Débats 2024-07 : Pour une une éducation nationale émancipatrice

Exposé des motifs

Exposé des motifs

Cette motion entend déterminer une ligne en matière de politique éducative pour le Parti Pirate, de manière à se détacher d’un programme éducatif actuel composé de 12 points élaborés en 2017, peu innovants, ne reflétant pas, voir étant contradictoires avec l’idéologie pirate. Ces points programmes peuvent porter préjudices au vu de la faiblesse de leur argumentaire et de l’inexactitude de leur propos.

Cette motion s’est cependant inspirée de certains de ses points et de l’ensemble des discussions qui ont lieu sur le forum afin d’y rassembler les grands défis auxquels fait fasse le système éducatif français.

Elle entend à la fois donner des billes en terme de philosophie éducative à nos portes paroles qui tiendrait plus d’un idéal, mais aussi proposer des points de réformes prioritaires à mettre en place rapidement.

Cette motion induit l’abrogation des motions suivantes :

Contenu de la proposition

Pour une école émancipatrice et démocratique

Le Parti Pirate se positionne pour un service publique de l’éducation qui aurait pour mission principale l’émancipation des individus. Cette émancipation doit permettre le développement physique et intellectuel des individus, de manière à ce que ces personnes puissent mener la vie libre qu’iels souhaitent.

En cela donc, cette éducation doit non seulement former à l’apprentissage des fondamentaux scolaires mais doit aussi permettre aux individus de pouvoir mener leur vie sociale, citoyenne, leur vie économique, leur santé en toute sérénité.

Le Parti Pirate envisage l’école comme une opportunité pour des jeunes citoyens de participer activement à la société.

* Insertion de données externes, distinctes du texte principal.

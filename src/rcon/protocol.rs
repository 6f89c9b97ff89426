//! JSONAPI v2 wire formats.
//!
//! Outbound frames are text prefixed with an API path, followed by a JSON
//! array holding a single envelope:
//!
//! ```text
//! /api/2/call?json=[{"name":"getPlayers","username":"u","key":"..","arguments":[],"tag":"1"}]
//! /api/2/subscribe?json=[{"name":"chat","username":"u","key":"..","show_previous":false,"tag":"2"}]
//! ```
//!
//! Inbound frames are either a JSON array of command responses or a single
//! JSON object pushed to a subscription.

use std::fmt;
use std::sync::atomic::{AtomicU64, Ordering};

use serde::{Deserialize, Serialize};
use serde_json::Value;
use tracing::debug;
use url::Url;

use super::error::RconError;

/// WebSocket path on the server.
pub const WEBSOCKET_PATH: &str = "/api/2/websocket";
/// Prefix of a command frame.
pub const CALL_PREFIX: &str = "/api/2/call?json=";
/// Prefix of a subscription frame.
pub const SUBSCRIBE_PREFIX: &str = "/api/2/subscribe?json=";

/// Build the WebSocket endpoint for a server.
pub fn endpoint(host: &str, port: u16) -> Result<Url, RconError> {
    let host = if host.contains(':') && !host.starts_with('[') {
        format!("[{}]", host)
    } else {
        host.to_string()
    };

    Url::parse(&format!("ws://{}:{}{}", host, port, WEBSOCKET_PATH))
        .map_err(|e| RconError::Protocol(format!("Invalid endpoint for host {}: {}", host, e)))
}

/// Correlation token echoed back by the server.
#[derive(Debug, Clone, PartialEq, Eq, Hash, Serialize, Deserialize)]
#[serde(transparent)]
pub struct Tag(String);

impl Tag {
    pub fn as_str(&self) -> &str {
        &self.0
    }
}

impl From<&str> for Tag {
    fn from(value: &str) -> Self {
        Tag(value.to_string())
    }
}

impl fmt::Display for Tag {
    fn fmt(&self, f: &mut fmt::Formatter<'_>) -> fmt::Result {
        f.write_str(&self.0)
    }
}

/// Monotonic tag source shared by commands and subscriptions.
#[derive(Debug)]
pub struct TagGenerator {
    next: AtomicU64,
}

impl Default for TagGenerator {
    fn default() -> Self {
        Self {
            next: AtomicU64::new(1),
        }
    }
}

impl TagGenerator {
    pub fn next_tag(&self) -> Tag {
        Tag(self.next.fetch_add(1, Ordering::Relaxed).to_string())
    }
}

/// Command envelope.
#[derive(Debug, Clone, Serialize)]
pub struct Command {
    pub name: String,
    pub username: String,
    pub key: String,
    pub arguments: Vec<Value>,
    pub tag: Tag,
}

/// Subscription envelope.
#[derive(Debug, Clone, Serialize)]
pub struct Subscription {
    pub name: String,
    pub username: String,
    pub key: String,
    pub show_previous: bool,
    pub tag: Tag,
}

/// Encode a command frame.
pub fn encode_call(command: &Command) -> Result<String, RconError> {
    Ok(format!(
        "{}{}",
        CALL_PREFIX,
        serde_json::to_string(std::slice::from_ref(command))?
    ))
}

/// Encode a subscription frame.
pub fn encode_subscribe(subscription: &Subscription) -> Result<String, RconError> {
    Ok(format!(
        "{}{}",
        SUBSCRIBE_PREFIX,
        serde_json::to_string(std::slice::from_ref(subscription))?
    ))
}

/// `result` field of a response or push.
#[derive(Debug, Clone, Copy, PartialEq, Eq, Serialize, Deserialize)]
#[serde(rename_all = "lowercase")]
pub enum ResultKind {
    Success,
    Error,
}

/// One command response or subscription push.
#[derive(Debug, Clone, Serialize, Deserialize)]
pub struct Response {
    pub result: ResultKind,
    #[serde(default)]
    pub source: String,
    pub tag: Tag,
    #[serde(default)]
    pub success: Option<Value>,
    #[serde(default)]
    pub error: Option<Value>,
}

impl Response {
    pub fn is_success(&self) -> bool {
        self.result == ResultKind::Success
    }
}

/// A decoded inbound frame.
#[derive(Debug, Clone)]
pub enum InboundFrame {
    /// Replies to commands, in server order.
    Batch(Vec<Response>),
    /// A subscription push.
    Push(Response),
}

impl InboundFrame {
    /// Decode a raw text frame.
    ///
    /// Batch elements that do not decode are skipped; the rest of the batch
    /// is still delivered.
    pub fn parse(raw: &str) -> Result<Self, RconError> {
        match serde_json::from_str::<Value>(raw)? {
            Value::Array(items) => {
                let responses = items
                    .into_iter()
                    .filter_map(|item| match serde_json::from_value::<Response>(item) {
                        Ok(response) => Some(response),
                        Err(e) => {
                            debug!(error = %e, "Skipping malformed batch element");
                            None
                        }
                    })
                    .collect();
                Ok(InboundFrame::Batch(responses))
            }
            value @ Value::Object(_) => Ok(InboundFrame::Push(serde_json::from_value(value)?)),
            other => Err(RconError::Protocol(format!(
                "Unexpected frame shape: {}",
                other
            ))),
        }
    }
}

#[cfg(test)]
mod tests {
    use super::*;
    use pretty_assertions::assert_eq;
    use serde_json::json;

    #[test]
    fn test_endpoint_format() {
        let url = endpoint("play.example.org", 20059).unwrap();
        assert_eq!(url.as_str(), "ws://play.example.org:20059/api/2/websocket");

        let v6 = endpoint("::1", 25565).unwrap();
        assert_eq!(v6.as_str(), "ws://[::1]:25565/api/2/websocket");
    }

    #[test]
    fn test_endpoint_rejects_garbage_host() {
        assert!(matches!(
            endpoint("bad host", 1),
            Err(RconError::Protocol(_))
        ));
    }

    #[test]
    fn test_tag_generator_is_monotonic_and_unique() {
        let tags = TagGenerator::default();
        let first = tags.next_tag();
        let second = tags.next_tag();

        assert_eq!(first.as_str(), "1");
        assert_eq!(second.as_str(), "2");
        assert_ne!(first, second);
    }

    #[test]
    fn test_encode_call_frame() {
        let command = Command {
            name: "getPlayers".to_string(),
            username: "u".to_string(),
            key: "k".to_string(),
            arguments: vec![],
            tag: Tag::from("7"),
        };

        assert_eq!(
            encode_call(&command).unwrap(),
            r#"/api/2/call?json=[{"name":"getPlayers","username":"u","key":"k","arguments":[],"tag":"7"}]"#
        );
    }

    #[test]
    fn test_encode_subscribe_frame() {
        let subscription = Subscription {
            name: "chat".to_string(),
            username: "u".to_string(),
            key: "k".to_string(),
            show_previous: true,
            tag: Tag::from("8"),
        };

        assert_eq!(
            encode_subscribe(&subscription).unwrap(),
            r#"/api/2/subscribe?json=[{"name":"chat","username":"u","key":"k","show_previous":true,"tag":"8"}]"#
        );
    }

    #[test]
    fn test_parse_batch_frame() {
        let raw = json!([
            {"result": "success", "source": "getPlayers", "tag": "1", "success": ["Alice", "Bob"]},
            {"result": "error", "source": "kick", "tag": "2", "error": "no permission"}
        ])
        .to_string();

        match InboundFrame::parse(&raw).unwrap() {
            InboundFrame::Batch(responses) => {
                assert_eq!(responses.len(), 2);
                assert!(responses[0].is_success());
                assert_eq!(responses[0].success, Some(json!(["Alice", "Bob"])));
                assert_eq!(responses[1].result, ResultKind::Error);
                assert_eq!(responses[1].error, Some(json!("no permission")));
            }
            other => panic!("Expected batch, got {:?}", other),
        }
    }

    #[test]
    fn test_parse_batch_skips_malformed_elements() {
        let raw = r#"[{"nonsense": true}, {"result": "success", "source": "x", "tag": "3"}]"#;

        match InboundFrame::parse(raw).unwrap() {
            InboundFrame::Batch(responses) => {
                assert_eq!(responses.len(), 1);
                assert_eq!(responses[0].tag, Tag::from("3"));
                assert_eq!(responses[0].success, None);
            }
            other => panic!("Expected batch, got {:?}", other),
        }
    }

    #[test]
    fn test_parse_push_frame() {
        let raw = r#"{"result":"success","source":"chat","tag":"4","success":{"player":"Alice","message":"hi","time":1700000000}}"#;

        match InboundFrame::parse(raw).unwrap() {
            InboundFrame::Push(push) => {
                assert_eq!(push.source, "chat");
                assert_eq!(push.tag, Tag::from("4"));
                assert_eq!(push.success.unwrap()["player"], "Alice");
            }
            other => panic!("Expected push, got {:?}", other),
        }
    }

    #[test]
    fn test_parse_rejects_bad_frames() {
        assert!(matches!(
            InboundFrame::parse("not json"),
            Err(RconError::Protocol(_))
        ));
        assert!(matches!(
            InboundFrame::parse("42"),
            Err(RconError::Protocol(_))
        ));
        assert!(matches!(
            InboundFrame::parse(r#"{"tag": "1"}"#),
            Err(RconError::Protocol(_))
        ));
    }
}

En cela donc, le Parti Pirate ne peut pas envisager un système éducatif dans lequel les jeunes seraient amenés à subir les décisions prises par les adultes, politiques, parents, personnel éducatif. Un tel fonctionnement ne ferait que reproduire le schéma dysfonctionnel d’une société autoritaire.

Il doit leur être donné l’opportunité de participer activement à la vie de leur établissement, de prendre de décision sur l’allocation des budgets, l’organisation de la scolarité.

Cette nécessité pour amener au développement d’individus émancipés n’empêche pas que les établissements éducatifs soient contraints à un certains nombre de missions. La seule différence tient à la manière dont les principaux intéressés participent à ce processus décisionnel pour la mise en oeuvre de ces missions.

Proposition 1: Le Parti Pirate préconise de renforcer la place des élèves dans les instances des établissements et de leurs donner un véritable pouvoir, à part égale avec l’équipe éducative et les parents.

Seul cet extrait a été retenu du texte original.